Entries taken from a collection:
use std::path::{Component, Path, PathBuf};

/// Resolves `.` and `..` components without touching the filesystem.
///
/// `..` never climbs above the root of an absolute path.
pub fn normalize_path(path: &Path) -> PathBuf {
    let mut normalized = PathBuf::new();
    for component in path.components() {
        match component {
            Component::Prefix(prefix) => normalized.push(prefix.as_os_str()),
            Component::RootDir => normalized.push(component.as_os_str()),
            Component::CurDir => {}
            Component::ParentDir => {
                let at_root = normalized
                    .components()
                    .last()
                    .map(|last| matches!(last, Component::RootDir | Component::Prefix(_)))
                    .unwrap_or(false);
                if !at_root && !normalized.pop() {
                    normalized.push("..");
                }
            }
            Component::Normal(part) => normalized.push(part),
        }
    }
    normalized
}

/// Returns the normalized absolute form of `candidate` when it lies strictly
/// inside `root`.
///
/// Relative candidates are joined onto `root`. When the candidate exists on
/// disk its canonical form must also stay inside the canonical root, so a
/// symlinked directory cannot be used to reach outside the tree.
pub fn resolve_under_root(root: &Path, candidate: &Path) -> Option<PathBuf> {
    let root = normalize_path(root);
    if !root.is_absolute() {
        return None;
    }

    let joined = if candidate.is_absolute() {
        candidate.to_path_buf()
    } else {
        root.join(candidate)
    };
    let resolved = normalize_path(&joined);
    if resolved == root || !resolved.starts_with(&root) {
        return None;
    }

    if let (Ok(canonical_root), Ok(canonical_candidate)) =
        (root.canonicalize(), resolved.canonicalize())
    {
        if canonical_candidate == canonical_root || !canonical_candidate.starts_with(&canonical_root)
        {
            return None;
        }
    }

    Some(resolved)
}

### TASK OBJECTIVE
Transcribe all the data word for word, as it appears above.

### ANSWER SECTION
use std::path::{Component, Path, PathBuf};

/// Resolves `.` and `..` components without touching the filesystem.
///
/// `..` never climbs above the root of an absolute path.
pub fn normalize_path(path: &Path) -> PathBuf {
    let mut normalized = PathBuf::new();
    for component in path.components() {
        match component {
            Component::Prefix(prefix) => normalized.push(prefix.as_os_str()),
            Component::RootDir => normalized.push(component.as_os_str()),
            Component::CurDir => {}
            Component::ParentDir => {
                let at_root = normalized
                    .components()
                    .last()
                    .map(|last| matches!(last, Component::RootDir | Component::Prefix(_)))
                    .unwrap_or(false);
                if !at_root && !normalized.pop() {
                    normalized.push("..");
                }
            }
            Component::Normal(part) => normalized.push(part),
        }
    }
    normalized
}

/// Returns the normalized absolute form of `candidate` when it lies strictly
/// inside `root`.
///
/// Relative candidates are joined onto `root`. When the candidate exists on
/// disk its canonical form must also stay inside the canonical root, so a
/// symlinked directory cannot be used to reach outside the tree.
pub fn resolve_under_root(root: &Path, candidate: &Path) -> Option<PathBuf> {
    let root = normalize_path(root);
    if !root.is_absolute() {
        return None;
    }

    let joined = if candidate.is_absolute() {
        candidate.to_path_buf()
    } else {
        root.join(candidate)
    };
    let resolved = normalize_path(&joined);
    if resolved == root || !resolved.starts_with(&root) {
        return None;
    }

    if let (Ok(canonical_root), Ok(canonical_candidate)) =
        (root.canonicalize(), resolved.canonicalize())
    {
        if canonical_candidate == canonical_root || !canonical_candidate.starts_with(&canonical_root)
        {
            return None;
        }
    }

    Some(resolved)
}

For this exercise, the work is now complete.